■ Brief ■
Find the string "cutoff" in the entries and copy each line that has it.

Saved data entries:
────────────────

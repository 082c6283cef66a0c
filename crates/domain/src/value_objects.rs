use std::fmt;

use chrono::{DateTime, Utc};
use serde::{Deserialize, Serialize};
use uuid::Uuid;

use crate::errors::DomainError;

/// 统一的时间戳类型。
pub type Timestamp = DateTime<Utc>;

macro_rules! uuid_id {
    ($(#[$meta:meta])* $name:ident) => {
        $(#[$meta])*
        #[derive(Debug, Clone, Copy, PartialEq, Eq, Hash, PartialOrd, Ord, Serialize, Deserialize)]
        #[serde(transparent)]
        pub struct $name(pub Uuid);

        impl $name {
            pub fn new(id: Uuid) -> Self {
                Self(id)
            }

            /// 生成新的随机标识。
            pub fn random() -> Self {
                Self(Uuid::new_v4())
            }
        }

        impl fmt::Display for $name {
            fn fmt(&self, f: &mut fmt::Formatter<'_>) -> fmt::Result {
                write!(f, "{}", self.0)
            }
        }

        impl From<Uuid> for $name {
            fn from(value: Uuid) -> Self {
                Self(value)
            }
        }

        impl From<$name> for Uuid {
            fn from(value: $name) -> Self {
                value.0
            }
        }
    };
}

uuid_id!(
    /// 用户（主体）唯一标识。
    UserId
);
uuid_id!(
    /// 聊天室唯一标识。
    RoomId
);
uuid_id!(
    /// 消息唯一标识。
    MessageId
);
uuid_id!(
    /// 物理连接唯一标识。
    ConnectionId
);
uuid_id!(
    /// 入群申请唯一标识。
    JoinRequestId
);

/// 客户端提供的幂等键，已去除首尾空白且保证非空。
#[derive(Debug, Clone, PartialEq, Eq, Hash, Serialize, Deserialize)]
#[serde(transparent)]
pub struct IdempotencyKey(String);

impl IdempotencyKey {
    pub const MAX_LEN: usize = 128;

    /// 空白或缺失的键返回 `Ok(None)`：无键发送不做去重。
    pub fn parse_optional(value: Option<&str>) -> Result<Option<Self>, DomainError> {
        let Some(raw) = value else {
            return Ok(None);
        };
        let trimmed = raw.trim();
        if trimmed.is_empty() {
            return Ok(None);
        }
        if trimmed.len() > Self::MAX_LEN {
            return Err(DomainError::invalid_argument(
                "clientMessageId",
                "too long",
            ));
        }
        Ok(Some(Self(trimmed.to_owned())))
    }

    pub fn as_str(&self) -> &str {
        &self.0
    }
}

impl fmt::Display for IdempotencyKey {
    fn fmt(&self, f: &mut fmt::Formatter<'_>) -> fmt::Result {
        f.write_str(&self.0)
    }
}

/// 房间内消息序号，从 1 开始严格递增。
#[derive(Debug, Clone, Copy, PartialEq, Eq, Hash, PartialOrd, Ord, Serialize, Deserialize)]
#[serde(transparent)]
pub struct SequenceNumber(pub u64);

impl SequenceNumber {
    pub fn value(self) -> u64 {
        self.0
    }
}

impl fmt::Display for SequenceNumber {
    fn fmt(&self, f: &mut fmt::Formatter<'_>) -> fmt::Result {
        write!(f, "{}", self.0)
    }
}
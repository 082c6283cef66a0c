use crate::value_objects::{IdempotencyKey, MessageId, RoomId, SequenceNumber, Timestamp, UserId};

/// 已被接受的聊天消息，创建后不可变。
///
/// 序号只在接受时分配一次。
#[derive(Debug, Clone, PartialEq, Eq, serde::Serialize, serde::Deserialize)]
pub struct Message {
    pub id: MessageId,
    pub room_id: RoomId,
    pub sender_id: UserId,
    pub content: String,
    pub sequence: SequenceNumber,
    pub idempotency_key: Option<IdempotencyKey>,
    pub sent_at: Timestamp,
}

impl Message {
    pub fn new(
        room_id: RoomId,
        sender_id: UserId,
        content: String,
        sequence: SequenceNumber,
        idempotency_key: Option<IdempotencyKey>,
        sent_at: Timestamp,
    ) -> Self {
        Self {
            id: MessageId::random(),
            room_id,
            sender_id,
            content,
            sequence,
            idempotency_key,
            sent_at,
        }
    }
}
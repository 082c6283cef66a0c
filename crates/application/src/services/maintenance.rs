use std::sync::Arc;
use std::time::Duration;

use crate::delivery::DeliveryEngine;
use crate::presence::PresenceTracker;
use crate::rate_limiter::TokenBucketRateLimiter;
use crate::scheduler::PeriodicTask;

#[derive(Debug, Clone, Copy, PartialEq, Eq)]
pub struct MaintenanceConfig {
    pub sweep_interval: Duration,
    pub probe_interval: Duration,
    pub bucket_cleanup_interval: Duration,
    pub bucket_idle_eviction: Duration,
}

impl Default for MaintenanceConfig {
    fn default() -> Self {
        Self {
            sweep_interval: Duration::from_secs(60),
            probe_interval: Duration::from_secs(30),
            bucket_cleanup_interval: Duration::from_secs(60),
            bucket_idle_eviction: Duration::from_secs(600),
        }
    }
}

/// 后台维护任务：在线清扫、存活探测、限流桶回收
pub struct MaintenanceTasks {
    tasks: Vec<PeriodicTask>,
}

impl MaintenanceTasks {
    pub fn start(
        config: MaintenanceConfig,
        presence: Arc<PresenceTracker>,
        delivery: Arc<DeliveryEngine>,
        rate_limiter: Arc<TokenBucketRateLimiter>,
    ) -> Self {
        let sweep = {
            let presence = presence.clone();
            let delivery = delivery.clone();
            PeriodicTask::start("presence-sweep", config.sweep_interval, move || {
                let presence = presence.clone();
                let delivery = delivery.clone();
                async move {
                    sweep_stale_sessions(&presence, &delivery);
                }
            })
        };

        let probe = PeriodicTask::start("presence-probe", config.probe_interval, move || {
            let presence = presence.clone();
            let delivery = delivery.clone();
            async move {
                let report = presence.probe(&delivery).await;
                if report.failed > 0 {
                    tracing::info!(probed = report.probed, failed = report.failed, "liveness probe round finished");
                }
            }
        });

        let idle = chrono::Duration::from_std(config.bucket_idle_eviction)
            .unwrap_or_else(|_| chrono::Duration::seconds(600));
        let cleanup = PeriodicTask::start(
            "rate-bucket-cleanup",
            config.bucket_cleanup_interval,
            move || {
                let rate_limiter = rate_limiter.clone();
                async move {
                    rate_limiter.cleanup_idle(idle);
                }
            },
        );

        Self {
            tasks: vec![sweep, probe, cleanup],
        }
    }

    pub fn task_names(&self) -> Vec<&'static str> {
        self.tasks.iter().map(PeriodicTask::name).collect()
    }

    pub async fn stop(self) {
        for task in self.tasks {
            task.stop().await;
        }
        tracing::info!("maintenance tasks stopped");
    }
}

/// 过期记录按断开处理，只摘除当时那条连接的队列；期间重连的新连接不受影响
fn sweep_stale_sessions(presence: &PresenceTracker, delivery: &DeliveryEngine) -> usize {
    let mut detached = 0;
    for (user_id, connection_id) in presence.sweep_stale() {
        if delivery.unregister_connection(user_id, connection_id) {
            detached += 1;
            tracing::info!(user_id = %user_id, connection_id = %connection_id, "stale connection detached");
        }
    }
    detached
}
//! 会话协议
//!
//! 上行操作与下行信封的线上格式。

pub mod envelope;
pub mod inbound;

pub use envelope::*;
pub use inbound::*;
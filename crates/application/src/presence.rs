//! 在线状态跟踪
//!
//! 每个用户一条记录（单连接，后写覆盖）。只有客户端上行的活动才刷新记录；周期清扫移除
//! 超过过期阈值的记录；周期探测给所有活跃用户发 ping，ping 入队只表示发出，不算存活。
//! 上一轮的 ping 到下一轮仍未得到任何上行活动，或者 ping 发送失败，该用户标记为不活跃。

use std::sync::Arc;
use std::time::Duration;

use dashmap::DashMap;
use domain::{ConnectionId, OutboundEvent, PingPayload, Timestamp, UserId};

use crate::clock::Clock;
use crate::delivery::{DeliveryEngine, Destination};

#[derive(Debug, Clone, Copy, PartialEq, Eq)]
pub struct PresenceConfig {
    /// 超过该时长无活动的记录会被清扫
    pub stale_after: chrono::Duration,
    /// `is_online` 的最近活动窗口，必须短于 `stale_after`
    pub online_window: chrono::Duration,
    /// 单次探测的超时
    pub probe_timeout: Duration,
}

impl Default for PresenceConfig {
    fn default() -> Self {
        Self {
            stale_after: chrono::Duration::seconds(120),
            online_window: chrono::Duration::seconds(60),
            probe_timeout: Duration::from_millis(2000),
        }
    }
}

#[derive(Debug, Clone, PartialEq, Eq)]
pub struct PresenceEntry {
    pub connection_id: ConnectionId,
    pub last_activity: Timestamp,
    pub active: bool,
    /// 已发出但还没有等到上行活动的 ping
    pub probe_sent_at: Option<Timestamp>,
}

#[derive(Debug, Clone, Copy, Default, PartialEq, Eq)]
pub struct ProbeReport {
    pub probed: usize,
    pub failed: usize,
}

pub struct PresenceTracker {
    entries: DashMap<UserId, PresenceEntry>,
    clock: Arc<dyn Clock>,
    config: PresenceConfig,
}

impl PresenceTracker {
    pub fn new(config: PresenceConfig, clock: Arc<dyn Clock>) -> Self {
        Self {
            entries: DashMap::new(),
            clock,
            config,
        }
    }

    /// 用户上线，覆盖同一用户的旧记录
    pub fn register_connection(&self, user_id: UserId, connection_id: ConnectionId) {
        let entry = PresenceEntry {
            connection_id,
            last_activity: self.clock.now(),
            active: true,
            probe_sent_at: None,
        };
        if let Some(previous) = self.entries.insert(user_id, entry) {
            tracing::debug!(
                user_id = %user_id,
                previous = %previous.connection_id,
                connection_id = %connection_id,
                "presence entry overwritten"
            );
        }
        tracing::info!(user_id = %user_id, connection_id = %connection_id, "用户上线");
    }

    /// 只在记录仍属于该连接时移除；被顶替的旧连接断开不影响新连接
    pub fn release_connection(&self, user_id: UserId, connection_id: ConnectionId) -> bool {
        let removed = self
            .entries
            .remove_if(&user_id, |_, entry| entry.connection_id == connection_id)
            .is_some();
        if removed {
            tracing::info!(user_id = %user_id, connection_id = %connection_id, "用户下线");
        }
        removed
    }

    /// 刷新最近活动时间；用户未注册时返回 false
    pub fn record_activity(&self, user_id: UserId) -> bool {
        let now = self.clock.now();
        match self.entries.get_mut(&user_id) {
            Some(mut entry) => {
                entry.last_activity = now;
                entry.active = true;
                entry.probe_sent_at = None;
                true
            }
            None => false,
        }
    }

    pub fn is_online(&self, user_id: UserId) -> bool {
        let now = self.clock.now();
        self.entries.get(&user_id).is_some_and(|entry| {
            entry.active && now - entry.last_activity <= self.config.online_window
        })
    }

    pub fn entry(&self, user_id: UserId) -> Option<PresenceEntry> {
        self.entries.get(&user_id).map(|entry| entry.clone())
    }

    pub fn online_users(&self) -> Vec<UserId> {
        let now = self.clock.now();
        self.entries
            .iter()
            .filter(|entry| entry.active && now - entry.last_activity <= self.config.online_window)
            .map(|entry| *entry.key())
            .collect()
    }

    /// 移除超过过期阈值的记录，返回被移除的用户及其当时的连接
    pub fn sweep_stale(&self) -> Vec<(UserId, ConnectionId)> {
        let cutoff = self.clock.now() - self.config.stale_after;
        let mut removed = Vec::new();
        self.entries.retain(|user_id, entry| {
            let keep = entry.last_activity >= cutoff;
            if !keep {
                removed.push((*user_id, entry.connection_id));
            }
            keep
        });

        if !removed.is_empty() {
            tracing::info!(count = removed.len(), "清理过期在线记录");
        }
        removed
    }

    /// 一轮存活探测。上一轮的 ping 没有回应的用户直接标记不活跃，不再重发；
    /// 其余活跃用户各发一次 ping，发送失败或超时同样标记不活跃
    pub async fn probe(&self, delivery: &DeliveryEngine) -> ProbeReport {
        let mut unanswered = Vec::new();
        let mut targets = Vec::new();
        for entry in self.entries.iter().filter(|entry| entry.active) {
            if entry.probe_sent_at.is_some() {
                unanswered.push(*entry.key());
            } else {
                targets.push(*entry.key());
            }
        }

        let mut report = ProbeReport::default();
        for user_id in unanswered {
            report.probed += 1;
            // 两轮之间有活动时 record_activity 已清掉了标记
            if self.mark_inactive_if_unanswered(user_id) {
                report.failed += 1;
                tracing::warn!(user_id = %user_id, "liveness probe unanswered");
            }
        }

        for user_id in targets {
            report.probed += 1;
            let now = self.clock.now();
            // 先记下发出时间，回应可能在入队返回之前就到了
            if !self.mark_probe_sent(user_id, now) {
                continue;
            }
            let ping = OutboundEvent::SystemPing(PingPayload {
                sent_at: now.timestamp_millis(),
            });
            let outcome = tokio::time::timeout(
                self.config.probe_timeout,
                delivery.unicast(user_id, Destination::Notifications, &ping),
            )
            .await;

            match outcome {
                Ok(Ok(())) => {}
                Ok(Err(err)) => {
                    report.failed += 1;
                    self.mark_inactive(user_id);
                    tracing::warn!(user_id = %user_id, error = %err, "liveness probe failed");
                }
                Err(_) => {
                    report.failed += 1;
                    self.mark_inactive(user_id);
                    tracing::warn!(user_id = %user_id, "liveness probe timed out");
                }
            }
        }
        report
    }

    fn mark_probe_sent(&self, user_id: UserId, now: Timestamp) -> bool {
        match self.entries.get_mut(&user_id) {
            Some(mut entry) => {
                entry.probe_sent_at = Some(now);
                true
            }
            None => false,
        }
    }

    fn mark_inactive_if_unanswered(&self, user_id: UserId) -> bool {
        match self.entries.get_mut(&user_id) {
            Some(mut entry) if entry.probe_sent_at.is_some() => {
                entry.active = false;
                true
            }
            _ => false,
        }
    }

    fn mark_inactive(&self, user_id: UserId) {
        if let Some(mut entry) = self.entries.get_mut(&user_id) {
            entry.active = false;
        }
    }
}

────────────────

■ Exercise solution ■
        let cutoff = self.clock.now() - self.config.stale_after;
            let keep = entry.last_activity >= cutoff;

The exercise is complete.